I placed my components as close as possible so the filter will work as intended, but I ignored the courtyard marks. How can I know if it will work when the manufacturer assembles the PCB ? I believe I will use PCBWay for the fabrication and assembly. I reached out to them, but it’s Sunday, and they don’t work today. If any of you can shed some light on the matter, I would appreciate it.
You need to know the limits of the assembly process and the interplay between that component and surrounding components.
So, I will need to get an answer from PCBWay. But what I didn’t understand is how the courtyard is determined. For example, most of my components came from SamacSys Engine. How do they decide on the courtyard size?
I guess that the assembly machines push the components vertically from a long distance above and practically speaking a courtyard isn’t even needed. As I wrote in the FAQ, “In my personal experience I have seen that, for example, with 0402 components, the copper clearances limit placement more than the suggested courtyards”. Which means the courtyards can virtually be ignored when you have low components side by side.
THT components are often taller and larger (e.g. connectors and elcaps) and may require more room around them, but not necessarily for themselves. You have to take the space needed for manual work into consideration. If you need to manually solder or repair smaller components near larger ones, the space is needed for the small components and the area may be larger than the small component’s own courtyard. You should try to visualize or test somehow what you can and need to do when you use the soldering iron, tweezers, microscope etc.
By guessing, I guess. Maybe they have people there who have some experience. I don’t know about any standards or other fixed rules. Even professional experience can give only a rule of thumb which may be about as good as a less educated guess.
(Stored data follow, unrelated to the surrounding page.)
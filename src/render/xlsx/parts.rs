//! SpreadsheetML parts.

use crate::render::package::{xml_escape, XML_DECL};

pub(super) const MAIN_NS: &str = "http://schemas.openxmlformats.org/spreadsheetml/2006/main";
pub(super) const R_NS: &str =
    "http://schemas.openxmlformats.org/officeDocument/2006/relationships";

pub(super) const CT_WORKBOOK: &str =
    "application/vnd.openxmlformats-officedocument.spreadsheetml.sheet.main+xml";
pub(super) const CT_WORKSHEET: &str =
    "application/vnd.openxmlformats-officedocument.spreadsheetml.worksheet+xml";
pub(super) const CT_STYLES: &str =
    "application/vnd.openxmlformats-officedocument.spreadsheetml.styles+xml";

pub(super) const REL_WORKSHEET: &str =
    "http://schemas.openxmlformats.org/officeDocument/2006/relationships/worksheet";
pub(super) const REL_STYLES: &str =
    "http://schemas.openxmlformats.org/officeDocument/2006/relationships/styles";

/// Cell style indices into `cellXfs`.
pub(super) const STYLE_HEADER: u32 = 1;
pub(super) const STYLE_TEXT: u32 = 2;
pub(super) const STYLE_NUMBER: u32 = 3;

/// Maximum sheet name length.
pub const MAX_SHEET_NAME: usize = 31;

/// Spreadsheet column letters for a zero-based index (`0` is `A`).
pub fn column_letter(index: usize) -> String {
    let mut n = index + 1;
    let mut letters = Vec::new();
    while n > 0 {
        let rem = (n - 1) % 26;
        letters.push((b'A' + rem as u8) as char);
        n = (n - 1) / 26;
    }
    letters.iter().rev().collect()
}

/// Sheet name from a template name: uppercased, forbidden characters
/// replaced and truncated to 31 characters.
pub fn sheet_name(name: &str) -> String {
    let cleaned: String = name
        .trim()
        .to_uppercase()
        .chars()
        .map(|c| match c {
            '[' | ']' | ':' | '*' | '?' | '/' | '\\' => ' ',
            c => c,
        })
        .take(MAX_SHEET_NAME)
        .collect();
    let cleaned = cleaned.trim().to_string();
    if cleaned.is_empty() {
        "SHEET1".to_string()
    } else {
        cleaned
    }
}

pub(super) fn workbook_xml(sheet: &str, filter_range: Option<&str>) -> String {
    let mut xml = format!(
        r#"{}<workbook xmlns="{}" xmlns:r="{}"><sheets><sheet name="{}" sheetId="1" r:id="rId1"/></sheets>"#,
        XML_DECL,
        MAIN_NS,
        R_NS,
        xml_escape(sheet)
    );
    if let Some(range) = filter_range {
        xml.push_str(&format!(
            r#"<definedNames><definedName name="_xlnm._FilterDatabase" localSheetId="0" hidden="1">'{}'!{}</definedName></definedNames>"#,
            xml_escape(&sheet.replace('\'', "''")),
            absolute_range(range)
        ));
    }
    xml.push_str("</workbook>");
    xml
}

fn absolute_range(range: &str) -> String {
    range
        .split(':')
        .map(|cell| {
            let split = cell.find(|c: char| c.is_ascii_digit()).unwrap_or(cell.len());
            format!("${}${}", &cell[..split], &cell[split..])
        })
        .collect::<Vec<_>>()
        .join(":")
}

pub(super) fn styles_xml() -> String {
    let border = concat!(
        r#"<border><left style="thin"><color rgb="FF000000"/></left>"#,
        r#"<right style="thin"><color rgb="FF000000"/></right>"#,
        r#"<top style="thin"><color rgb="FF000000"/></top>"#,
        r#"<bottom style="thin"><color rgb="FF000000"/></bottom><diagonal/></border>"#
    );
    format!(
        concat!(
            "{}",
            r#"<styleSheet xmlns="{}">"#,
            r#"<fonts count="2"><font><sz val="11"/><name val="Calibri"/><family val="2"/></font>"#,
            r#"<font><b/><sz val="11"/><name val="Calibri"/><family val="2"/></font></fonts>"#,
            r#"<fills count="3"><fill><patternFill patternType="none"/></fill>"#,
            r#"<fill><patternFill patternType="gray125"/></fill>"#,
            r#"<fill><patternFill patternType="solid"><fgColor rgb="FFD9E1F2"/><bgColor indexed="64"/></patternFill></fill></fills>"#,
            r#"<borders count="2"><border><left/><right/><top/><bottom/><diagonal/></border>{}</borders>"#,
            r#"<cellStyleXfs count="1"><xf numFmtId="0" fontId="0" fillId="0" borderId="0"/></cellStyleXfs>"#,
            r#"<cellXfs count="4"><xf numFmtId="0" fontId="0" fillId="0" borderId="0" xfId="0"/>"#,
            r#"<xf numFmtId="0" fontId="1" fillId="2" borderId="1" xfId="0" applyFont="1" applyFill="1" applyBorder="1" applyAlignment="1">"#,
            r#"<alignment horizontal="center" vertical="center" wrapText="1"/></xf>"#,
            r#"<xf numFmtId="0" fontId="0" fillId="0" borderId="1" xfId="0" applyBorder="1" applyAlignment="1">"#,
            r#"<alignment horizontal="left" vertical="top" wrapText="1" indent="1"/></xf>"#,
            r#"<xf numFmtId="0" fontId="0" fillId="0" borderId="1" xfId="0" applyBorder="1" applyAlignment="1">"#,
            r#"<alignment horizontal="right" vertical="top" wrapText="1"/></xf></cellXfs>"#,
            r#"<cellStyles count="1"><cellStyle name="Normal" xfId="0" builtinId="0"/></cellStyles>"#,
            "</styleSheet>"
        ),
        XML_DECL, MAIN_NS, border
    )
}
Actually the KLC refers to IPC-7351C, but that seems to be non-existent and superseded by https://www.ipc.org/TOC/IPC-7352-TOC.pdf. If someone has access to it they could tell us what it says about courtyards. It probably gives some kind of parameters for standard component packages. But it can be only a recommendation which guarantees it works well in most cases, i.e. “large enough for almost any situation”. It couldn’t tell anything about optimized minimal distance or what you actually need. KiCad’s KLC already uses existing standards where possible, so you could follow that and not overlap the courtyards in the design. It doesn’t hurt if there’s enough space on the board.
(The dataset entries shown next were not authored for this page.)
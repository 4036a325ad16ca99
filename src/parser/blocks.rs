//! Block conversion: top-level HTML nodes to content blocks.

use std::collections::HashMap;

use super::dom::{collapse_whitespace, HtmlParser, Node, ScraperParser};
use super::inline::extract_runs;
use super::options::{ParseOptions, UnknownTagMode};
use crate::model::{Alignment, Block, Heading, ListItem, Paragraph, Table, TableCell, TableRow, TextRun};

/// Converts HTML fragments into an ordered block sequence.
///
/// Only the fragment's top-level nodes are dispatched; output order is
/// sibling order and nothing is reordered. Fragments holding only whitespace
/// or empty elements yield no blocks.
///
/// # Example
///
/// ```rust
/// use reviewdoc::model::{Block, TextRun};
/// use reviewdoc::parser::{BlockConverter, ParseOptions};
///
/// let converter = BlockConverter::new(ParseOptions::default());
/// let blocks = converter.convert_html("<p>Hello <strong>World</strong></p>");
/// match &blocks[0] {
///     Block::Paragraph(p) => assert_eq!(p.runs[1], TextRun::bold("World")),
///     other => panic!("unexpected block {:?}", other),
/// }
/// ```
#[derive(Debug, Clone, Default)]
pub struct BlockConverter<P: HtmlParser = ScraperParser> {
    parser: P,
    options: ParseOptions,
}

impl BlockConverter<ScraperParser> {
    /// Create a converter using the default parser.
    pub fn new(options: ParseOptions) -> Self {
        Self {
            parser: ScraperParser,
            options,
        }
    }
}

impl<P: HtmlParser> BlockConverter<P> {
    /// Create a converter with a custom parser implementation.
    pub fn with_parser(parser: P, options: ParseOptions) -> Self {
        Self { parser, options }
    }

    /// Get the conversion options.
    pub fn options(&self) -> &ParseOptions {
        &self.options
    }

    /// Parse `html` and convert its top-level nodes.
    pub fn convert_html(&self, html: &str) -> Vec<Block> {
        if html.trim().is_empty() {
            return Vec::new();
        }
        let root = self.parser.parse(html);
        let blocks = self.convert_nodes(root.children());
        log::debug!("converted fragment into {} blocks", blocks.len());
        blocks
    }

    /// Convert a sequence of sibling nodes.
    pub fn convert_nodes<'a>(&self, nodes: impl IntoIterator<Item = &'a Node>) -> Vec<Block> {
        let mut blocks = Vec::new();
        for node in nodes {
            self.convert_node(node, &mut blocks);
        }
        blocks
    }

    fn convert_node(&self, node: &Node, out: &mut Vec<Block>) {
        if node.is_text() {
            let text = collapse_whitespace(node.value.as_deref().unwrap_or(""));
            let text = text.trim();
            if !text.is_empty() {
                out.push(Block::Paragraph(Paragraph::with_text(text)));
            }
            return;
        }
        if !node.is_element() {
            return;
        }

        match node.tag.as_str() {
            // Editor headings of either tag map to level 1
            "h1" | "h2" => {
                let text = collapse_whitespace(&node.text_content()).trim().to_string();
                if !text.is_empty() {
                    out.push(Block::Heading(Heading {
                        level: 1,
                        text,
                        alignment: inline_alignment(node),
                    }));
                }
            }
            "p" => {
                let runs = extract_runs(node, self.options.unknown_inline);
                if !runs.is_empty() {
                    let mut paragraph = Paragraph::from_runs(runs);
                    paragraph.style.alignment = inline_alignment(node);
                    out.push(Block::Paragraph(paragraph));
                }
            }
            "table" => push_table(node, out),
            "img" => push_image(node, out),
            "figure" if node.contains("table") => {
                if let Some(table) = node.find_first("table") {
                    push_table(table, out);
                }
            }
            "figure" if node.contains("img") => {
                if let Some(img) = node.find_first("img") {
                    push_image(img, out);
                }
            }
            _ => self.convert_unknown(node, out),
        }
    }

    fn convert_unknown(&self, node: &Node, out: &mut Vec<Block>) {
        match self.options.unknown_tags {
            UnknownTagMode::Skip => {}
            UnknownTagMode::TextContent => {
                let text = collapse_whitespace(&node.text_content()).trim().to_string();
                if !text.is_empty() {
                    out.push(Block::Paragraph(Paragraph::with_text(text)));
                }
            }
        }
    }

    /// Convert a list fragment of a named section.
    ///
    /// Every `ol` and `ul` in the fragment is walked in document order.
    /// Items of an `ol` become ordered list items numbered within `scope`;
    /// items of a `ul` become bulleted items. Fragments without lists fall
    /// back to [`convert_html`](Self::convert_html). Numbering restarts for
    /// every distinct scope name and continues when the same scope name is
    /// seen again through the same `scopes`.
    pub fn convert_list(&self, html: &str, scope: &str, scopes: &mut ListScopes) -> Vec<Block> {
        if html.trim().is_empty() {
            return Vec::new();
        }
        let root = self.parser.parse(html);

        let lists = root.find_any(&["ol", "ul"]);
        if lists.is_empty() {
            return self.convert_nodes(root.children());
        }

        let mut blocks = Vec::new();
        let mut bullet_index = 0;
        for list in lists {
            let ordered = list.tag == "ol";
            for li in list.element_children().filter(|n| n.tag == "li") {
                let runs = self.item_runs(li);
                if runs.is_empty() {
                    continue;
                }
                if ordered {
                    let index = scopes.next(scope);
                    blocks.push(Block::OrderedListItem(ListItem::new(
                        runs,
                        index,
                        Some(scope.to_string()),
                    )));
                } else {
                    bullet_index += 1;
                    blocks.push(Block::UnorderedListItem(ListItem::new(
                        runs,
                        bullet_index,
                        Some(scope.to_string()),
                    )));
                }
            }
        }
        log::debug!("converted {} list items in {:?}", blocks.len(), scope);
        blocks
    }

    /// Runs for one `li`: inline runs of the item itself, or of its
    /// paragraphs when the editor wrapped the item text in `p`.
    fn item_runs(&self, li: &Node) -> Vec<TextRun> {
        let mut runs = extract_runs(li, self.options.unknown_inline);
        if runs.is_empty() {
            for p in li.element_children().filter(|n| n.tag == "p") {
                runs.extend(extract_runs(p, self.options.unknown_inline));
            }
        }
        if runs.is_empty() {
            let text = collapse_whitespace(&li.text_content()).trim().to_string();
            if !text.is_empty() {
                runs.push(TextRun::plain(text));
            }
        }
        runs
    }
}

/// Per-section ordered-list counters.
#[derive(Debug, Clone, Default)]
pub struct ListScopes {
    counters: HashMap<String, u32>,
}

impl ListScopes {
    /// Create an empty set of scopes.
    pub fn new() -> Self {
        Self::default()
    }

    /// Next 1-based index within `scope`.
    pub fn next(&mut self, scope: &str) -> u32 {
        let counter = self.counters.entry(scope.to_string()).or_insert(0);
        *counter += 1;
        *counter
    }

    /// Number of distinct scopes seen so far.
    pub fn len(&self) -> usize {
        self.counters.len()
    }

    /// Check if no scope has been used.
    pub fn is_empty(&self) -> bool {
        self.counters.is_empty()
    }
}

fn inline_alignment(node: &Node) -> Option<Alignment> {
    node.style_property("text-align")
        .as_deref()
        .and_then(Alignment::from_css)
}

fn push_table(node: &Node, out: &mut Vec<Block>) {
    let mut table = Table::new();
    for tr in node.find_all("tr") {
        let cells: Vec<&Node> = tr
            .element_children()
            .filter(|c| c.tag == "th" || c.tag == "td")
            .collect();
        let is_header = !cells.is_empty() && cells.iter().all(|c| c.tag == "th");
        let cells: Vec<TableCell> = cells
            .into_iter()
            .map(|c| TableCell::text(collapse_whitespace(&c.text_content())))
            .collect();
        table.add_row(if is_header {
            TableRow::header(cells)
        } else {
            TableRow::new(cells)
        });
    }
    if !table.is_empty() {
        out.push(Block::Table(table));
    }
}

fn push_image(node: &Node, out: &mut Vec<Block>) {
    match node.attr("src").map(str::trim) {
        Some(src) if !src.is_empty() => out.push(Block::Image {
            source: src.to_string(),
        }),
        _ => log::debug!("skipping <img> without src"),
    }
}

#[cfg(test)]
mod tests {
    use super::*;

    fn lenient() -> BlockConverter {
        BlockConverter::new(ParseOptions::default())
    }

    #[test]
    fn test_empty_fragments_yield_nothing() {
        let converter = lenient();
        assert!(converter.convert_html("").is_empty());
        assert!(converter.convert_html("  \n ").is_empty());
        assert!(converter
            .convert_html("<p> </p><p>&nbsp;</p><div></div>\n<h1> </h1>")
            .is_empty());
    }

    #[test]
    fn test_paragraph_order_preserved() {
        let blocks = lenient().convert_html("<p>one</p><p>two</p><p>three</p>");
        let texts: Vec<String> = blocks.iter().map(|b| b.plain_text()).collect();
        assert_eq!(texts, vec!["one", "two", "three"]);
    }

    #[test]
    fn test_heading_alignment_from_style() {
        let blocks =
            lenient().convert_html(r#"<h1 style="text-align:center">Title</h1><h2>Sub</h2>"#);
        assert_eq!(
            blocks[0],
            Block::Heading(Heading {
                level: 1,
                text: "Title".into(),
                alignment: Some(Alignment::Center)
            })
        );
        assert_eq!(blocks[1], Block::Heading(Heading::new("Sub", 1)));
    }

    #[test]
    fn test_table_cells_and_blank_cells() {
        let html = "<figure class=\"table\"><table><tbody>\
                    <tr><th>A</th><th>B</th></tr>\
                    <tr><td>1</td><td></td></tr>\
                    <tr></tr>\
                    </tbody></table></figure>";
        let blocks = lenient().convert_html(html);
        assert_eq!(blocks.len(), 1);
        let Block::Table(table) = &blocks[0] else {
            panic!("expected table");
        };
        assert_eq!(table.row_count(), 2);
        assert!(table.rows[0].is_header);
        assert_eq!(table.rows[1].cells[1].text, " ");
    }

    #[test]
    fn test_images_and_figures() {
        let html = r#"<img src="https://a/x.png"><figure class="image"><img src="/media/y.jpg"><figcaption>cap</figcaption></figure><img>"#;
        let blocks = lenient().convert_html(html);
        assert_eq!(
            blocks,
            vec![
                Block::Image { source: "https://a/x.png".into() },
                Block::Image { source: "/media/y.jpg".into() },
            ]
        );
    }

    #[test]
    fn test_bare_text_node_becomes_paragraph() {
        let blocks = lenient().convert_html("  loose text  <p>p</p>");
        assert_eq!(blocks[0], Block::Paragraph(Paragraph::with_text("loose text")));
    }

    #[test]
    fn test_unknown_tags_by_mode() {
        let html = "<blockquote>quoted <b>words</b></blockquote><p>kept</p>";
        let lenient_blocks = lenient().convert_html(html);
        assert_eq!(lenient_blocks.len(), 2);
        assert_eq!(lenient_blocks[0].plain_text(), "quoted words");

        let strict = BlockConverter::new(ParseOptions::new().skip_unknown_tags());
        let strict_blocks = strict.convert_html(html);
        assert_eq!(strict_blocks.len(), 1);
        assert_eq!(strict_blocks[0].plain_text(), "kept");
    }

    #[test]
    fn test_ordered_list_restarts_per_scope() {
        let converter = lenient();
        let mut scopes = ListScopes::new();
        let a = converter.convert_list("<ol><li>x</li><li>y</li></ol>", "Gaps", &mut scopes);
        let b = converter.convert_list("<ol><li>z</li></ol>", "Methods", &mut scopes);

        let indices = |blocks: &[Block]| -> Vec<u32> {
            blocks
                .iter()
                .map(|b| match b {
                    Block::OrderedListItem(item) => item.index,
                    _ => 0,
                })
                .collect()
        };
        assert_eq!(indices(&a), vec![1, 2]);
        assert_eq!(indices(&b), vec![1]);
        assert_eq!(scopes.len(), 2);
    }

    #[test]
    fn test_same_scope_continues_numbering() {
        let converter = lenient();
        let mut scopes = ListScopes::new();
        converter.convert_list("<ol><li>x</li></ol>", "Gaps", &mut scopes);
        let again = converter.convert_list("<ol><li><p>y</p></li></ol>", "Gaps", &mut scopes);
        assert!(matches!(&again[0], Block::OrderedListItem(item) if item.index == 2));
    }

    #[test]
    fn test_mixed_lists_keep_document_order() {
        let converter = lenient();
        let mut scopes = ListScopes::new();
        let html = "<ul><li>note</li></ul><ol><li>first</li><li>second</li></ol><ul><li>tail</li></ul>";
        let blocks = converter.convert_list(html, "Gaps", &mut scopes);

        let texts: Vec<String> = blocks.iter().map(|b| b.plain_text()).collect();
        assert_eq!(texts, vec!["note", "first", "second", "tail"]);
        assert!(matches!(&blocks[0], Block::UnorderedListItem(item) if item.index == 1));
        assert!(matches!(&blocks[2], Block::OrderedListItem(item) if item.index == 2));
        assert!(matches!(&blocks[3], Block::UnorderedListItem(item) if item.index == 2));
    }

    #[test]
    fn test_unordered_list_and_fallback() {
        let converter = lenient();
        let mut scopes = ListScopes::new();
        let bullets = converter.convert_list("<ul><li>a</li><li> </li><li>b</li></ul>", "S", &mut scopes);
        assert_eq!(bullets.len(), 2);
        assert!(matches!(bullets[0], Block::UnorderedListItem(_)));

        let plain = converter.convert_list("<p>no list</p>", "S", &mut scopes);
        assert!(matches!(plain[0], Block::Paragraph(_)));
        assert!(scopes.is_empty());
    }
}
What is going on with your biggest SMT capactitor?
The courtyard of those three big resistors look out of proportion. Where do they come from?
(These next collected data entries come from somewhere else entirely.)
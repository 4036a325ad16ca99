//! # reviewdoc
//!
//! Export rich HTML review content to Office Open XML documents.
//!
//! This library turns chapters, authored papers, synopses and tabular
//! datasets written in a rich text editor into DOCX, XLSX and PPTX packages.
//!
//! ## Quick Start
//!
//! ```no_run
//! use reviewdoc::fetch::NoImages;
//! use reviewdoc::{export_file, save_to_dir, ExportFormat, ExportOptions};
//!
//! # async fn run() -> reviewdoc::Result<()> {
//! let result = export_file(
//!     "chapters.json",
//!     ExportFormat::Docx,
//!     &ExportOptions::default(),
//!     &NoImages,
//! )
//! .await?;
//! save_to_dir(&result, "out")?;
//! # Ok(())
//! # }
//! ```
//!
//! ## Features
//!
//! - **DOCX**: title page section, headers, footers with page numbers,
//!   per-section list numbering, justified text, tables and images
//! - **XLSX**: frozen header row, autofilter, sampled column widths and
//!   wrapped row heights, numeric column detection
//! - **PPTX**: title slide plus one slide per chapter with stacked images
//! - **Pluggable fetching**: images come from any [`fetch::ImageFetcher`],
//!   including the editor proxy (`proxy` feature)

pub mod detect;
pub mod error;
pub mod export;
pub mod fetch;
pub mod model;
pub mod parser;
pub mod render;

// Re-export commonly used types
pub use detect::{detect_image_format, image_dimensions, is_supported_image, ImageFormat};
pub use error::{Error, Result};
pub use export::{
    export_entity, output_file_name, sanitize_file_name, save_to_dir, ExportFormat, ExportOptions,
};
pub use fetch::{ImageFetcher, MemoizedFetcher, NoImages};
pub use model::{
    AuthoredPaper, Block, Chapter, ExportableEntity, ImageAsset, SynopsisDataset, TabularDataset,
};
pub use parser::{BlockConverter, ParseOptions};
pub use render::{
    DocxOptions, ExportResult, ExportStats, FormattingConfig, SlideOptions, TabularOptions,
};

use std::path::Path;

/// Read an entity from JSON text.
///
/// The JSON must carry a `kind` tag: `chapter`, `paper`, `synopsis` or
/// `dataset`.
///
/// # Example
///
/// ```
/// use reviewdoc::{load_entity_str, ExportableEntity};
///
/// let entity = load_entity_str(r#"{"kind":"chapter","title":"Intro","body_html":"<p>Hi</p>"}"#)
///     .unwrap();
/// assert!(matches!(entity, ExportableEntity::Chapter(_)));
/// ```
pub fn load_entity_str(json: &str) -> Result<ExportableEntity> {
    Ok(serde_json::from_str(json)?)
}

/// Read an entity from a JSON file.
pub fn load_entity<P: AsRef<Path>>(path: P) -> Result<ExportableEntity> {
    let json = std::fs::read_to_string(path)?;
    load_entity_str(&json)
}

/// Load an entity from a JSON file and export it.
pub async fn export_file<P, F>(
    path: P,
    format: ExportFormat,
    options: &ExportOptions,
    fetcher: &F,
) -> Result<ExportResult>
where
    P: AsRef<Path>,
    F: ImageFetcher + ?Sized,
{
    let entity = load_entity(path)?;
    export_entity(&entity, format, options, fetcher).await
}

#[cfg(test)]
mod tests {
    use super::*;

    #[test]
    fn test_load_entity_str_kinds() {
        let paper = load_entity_str(
            r#"{"kind":"paper","title":"P","authors":["A"],"sections":[{"title":"S","body_html":""}]}"#,
        )
        .unwrap();
        assert_eq!(paper.title(), "P");

        let dataset =
            load_entity_str(r#"{"kind":"dataset","name":"D","columns":[],"rows":[]}"#).unwrap();
        assert!(matches!(dataset, ExportableEntity::Dataset(_)));
    }

    #[test]
    fn test_load_entity_str_rejects_garbage() {
        assert!(matches!(load_entity_str("not json"), Err(Error::Json(_))));
        assert!(load_entity_str(r#"{"kind":"poster","title":"x"}"#).is_err());
    }

    #[test]
    fn test_load_entity_missing_file() {
        let result = load_entity("/nonexistent/entity.json");
        assert!(matches!(result, Err(Error::Io(_))));
    }

    #[tokio::test]
    async fn test_export_file() {
        let dir = tempfile::tempdir().unwrap();
        let path = dir.path().join("chapter.json");
        std::fs::write(
            &path,
            r#"{"kind":"chapter","title":"Intro","body_html":"<p>Hello</p>"}"#,
        )
        .unwrap();

        let result = export_file(&path, ExportFormat::Pptx, &ExportOptions::default(), &NoImages)
            .await
            .unwrap();
        assert_eq!(result.filename, "Intro.pptx");
        assert_eq!(result.stats.slide_count, 2);
    }
}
And why are your pads rectangular?
For comparison, I placed a SOT-23-5, a 2010 and an 1206 sized resistor from KiCad’s default libraries (V8.0.3) next to each other for comparison. I put them on the front of the PCB, so the text is readable.
and here is a text list if you want to look it up:
yageo
RC0603FR-0720KL
yageo
RC0603FR-0741K2P
yageo
RC0603FR-1340K2L
TI
TPL7407LDR
Panasonic
ECH-U1C333GX5
panasonic
ECH-U1C153GX5
yageo
CC0603JRX7R9BB104
you can see here the components (without the TPL) and i took the symbols and their footprints from mouser for example here : panasonic ECH-U1C333GX5.
now because of your comment i went and checked - i put 1206 components on top of the ones that supposed to be 1206 and they match in size but the courtyard is massive compared to Ki-cad’s parts. and also i did it for the 0603 parts and they match. i think because they are so different in size it looks like this.
I use KiCad’s native footprints if they are present and only use alternative sources (or make my own) when it’s really needed. When I first saw the rounded corners in pads (and thus also solder stencil) in KiCad’s libraries I thought it was a bit strange or a gimmick. But after reading a bit, I learned it’s actually useful.
For the rest, I already mentioned he courtyard from that footprint you fond from mouser was unusually big. But in the end, it depends on where the SMT placement gets done. Neither KiCad nor Mouser can now in advance you plan to use PCBway.
Interesting. I’m pretty sure they can do tighter. According to this, in KiCad footprints 0402 and smaller would have too little space between two parallel resistors when the courtyards are obeyed (and they most probably obey the IPC standard recommendations if possible). I believe the manufacturer/assembly factory wanted to give only one easy number for you. I can understand that, it would be too complicated to advice customers with a detailed answer and actually any exact answer and numbers don’t exist, even for them.
A 0402 resistor has a size of 1.0 by 0.5mm, and in KiCad the courtyard is 1.86 * 0.94mm. If you place two of these next to each other (with touching courtyards) the clearance is indeed only 0.44mm.
Ans as Eelik already mentioned, things like this are not simple numbers. If you look at Calculator Tools / Memo / Board Classes you see a bunch of standardized numbers for different manufacturing capabilities. There may be something similar for SMT placement machines. There are a lot of different machines out there with different accuracies and capabilities. PCBway is one of the big board houses. They probably can go finer, but I guess they give you some conservative numbers. If they had to fine tune each small batch of 10 PCB’s they would be assembling PCB’s at a loss.